■ Task description
The answer should be every line below, retyped exactly.

■ Saved entries
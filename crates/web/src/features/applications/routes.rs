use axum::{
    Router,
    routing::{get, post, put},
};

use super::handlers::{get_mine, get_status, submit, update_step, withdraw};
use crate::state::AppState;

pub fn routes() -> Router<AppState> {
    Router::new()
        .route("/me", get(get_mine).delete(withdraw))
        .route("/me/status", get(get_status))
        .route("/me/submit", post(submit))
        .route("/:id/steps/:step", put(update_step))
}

■ Task output
filename crates/web/src/features/applications/routes.rs
use axum::{
    Router,
    routing::{get, post, put},
};

use super::handlers::{get_mine, get_status, submit, update_step, withdraw};
use crate::state::AppState;

pub fn routes() -> Router<AppState> {
    Router::new()
        .route("/me", get(get_mine).delete(withdraw))
        .route("/me/status", get(get_status))
        .route("/me/submit", post(submit))
        .route("/:id/steps/:step", put(update_step))
}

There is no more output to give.